The data collected through the checklists provide a snapshot of the situation at the time of the visit; it could be that some situations have improved over time due to interventions carried out on the farms to implement biosecurity measures. An interesting follow-up might be to update the data on biosecurity measures in order to assess any changes and consequently rearrange the farms ranking after the implementation of Reg. 2016/429.

In addition, this study provides a useful dataset that can be fundamental in case of animal health emergencies such as disease outbreak or environmental threats. Using a geographical information system (GIS), data can be integrated with spatial information to produce an overview of the biosecurity situation of farms through thematic maps. GIS can also combine biosecurity data with other territorial or environmental aspects to provide new insights to decision makers.

The framework presented in this study should be used on a regular basis in order to keep the data up-to-date to allow for further analysis of a situation or for action undertaken as close as possible to the actual situation.

5. Conclusions

This study can be considered as a pilot project which aims to integrate different aspects related to aquaculture; thanks to the expert elicitation technique, it was possible to identify the most- and least-important biosecurity measures for salmonid farms in the APT. The ranking of the farms made it possible to highlight those mostly exposed to potential health problems and to provide feedback to the farmers in the study area so that they could implement appropriate biosecurity measures. The study provides a picture that shows an overall satisfying condition of the trout production sector in APT in terms of biosecurity level. An annual update of the presented data and a complete collection of data from all the fish farms present in the territory will provide a clear picture of the situation in case of an emergency.

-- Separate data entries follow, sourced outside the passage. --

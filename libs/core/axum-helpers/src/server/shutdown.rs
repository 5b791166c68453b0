use std::sync::Arc;
use std::sync::atomic::{AtomicBool, Ordering};
use tokio::signal;
use tokio::sync::broadcast;
use tracing::{error, info};

/// Shutdown coordinator that manages graceful application shutdown.
///
/// This handles:
/// - Signal reception (SIGTERM, SIGINT)
/// - Broadcasting shutdown to all subsystems
/// - Shutdown state tracking
#[derive(Clone)]
pub struct ShutdownCoordinator {
    tx: broadcast::Sender<()>,
    shutdown_initiated: Arc<AtomicBool>,
}

impl ShutdownCoordinator {
    /// Create a new shutdown coordinator.
    ///
    /// Returns the coordinator and a receiver for shutdown signals.
    pub fn new() -> (Self, broadcast::Receiver<()>) {
        let (tx, rx) = broadcast::channel(1);
        let coordinator = Self {
            tx,
            shutdown_initiated: Arc::new(AtomicBool::new(false)),
        };
        (coordinator, rx)
    }

    /// Subscribe to shutdown notifications.
    pub fn subscribe(&self) -> broadcast::Receiver<()> {
        self.tx.subscribe()
    }

    pub fn is_shutting_down(&self) -> bool {
        self.shutdown_initiated.load(Ordering::Relaxed)
    }

    /// Initiate shutdown and notify all subscribers. Only the first call broadcasts.
    pub fn shutdown(&self) {
        if self
            .shutdown_initiated
            .compare_exchange(false, true, Ordering::SeqCst, Ordering::SeqCst)
            .is_ok()
        {
            info!("Initiating graceful shutdown");
            let _ = self.tx.send(());
        }
    }

    /// Wait for SIGTERM/SIGINT or a programmatic `shutdown()`, then mark shutdown.
    pub async fn wait_for_signal(&self) {
        let mut rx = self.subscribe();
        if self.is_shutting_down() {
            return;
        }

        tokio::select! {
            _ = shutdown_signal() => {},
            _ = rx.recv() => {
                info!("Shutdown requested programmatically");
            },
        }

        self.shutdown();
    }
}

impl Default for ShutdownCoordinator {
    fn default() -> Self {
        Self::new().0
    }
}

/// Completes when Ctrl+C or SIGTERM is received.
///
/// If a signal handler cannot be installed the error is logged and that
/// signal source never fires.
///
/// This function can be used with `axum::serve().with_graceful_shutdown()`.
pub async fn shutdown_signal() {
    let ctrl_c = async {
        if let Err(e) = signal::ctrl_c().await {
            error!("Failed to install Ctrl+C handler: {}", e);
            std::future::pending::<()>().await;
        }
    };

    #[cfg(unix)]
    let terminate = async {
        match signal::unix::signal(signal::unix::SignalKind::terminate()) {
            Ok(mut sigterm) => {
                sigterm.recv().await;
            }
            Err(e) => {
                error!("Failed to install SIGTERM handler: {}", e);
                std::future::pending::<()>().await;
            }
        }
    };

    #[cfg(not(unix))]
    let terminate = std::future::pending::<()>();

    tokio::select! {
        _ = ctrl_c => {
            info!("Received SIGINT (Ctrl+C), initiating graceful shutdown");
        },
        _ = terminate => {
            info!("Received SIGTERM, initiating graceful shutdown");
        },
    }
}

/// Future that completes when the coordinator observes shutdown.
///
/// Used internally by `create_production_app`.
pub(crate) async fn coordinated_shutdown(coordinator: ShutdownCoordinator) {
    coordinator.wait_for_signal().await;
}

All data were computerized and stored so that they could be updated annually and, if necessary, extended to other establishments (initially excluded from the study). The resulting picture would be an excellent tool with which to quickly identify the farms most exposed to a possible pathogen in an emergency setting. By integrating the data with GIS technology, which allows for the combination of spatial data (e.g., oriented hydrological graph, geolocation of farms) with biosecurity data and other elements of interest to aquaculture, such a tool could be even more effective in supporting decision-makers. Such a tool could also be adopted in other territories where aquaculture is an important economic and livestock reality.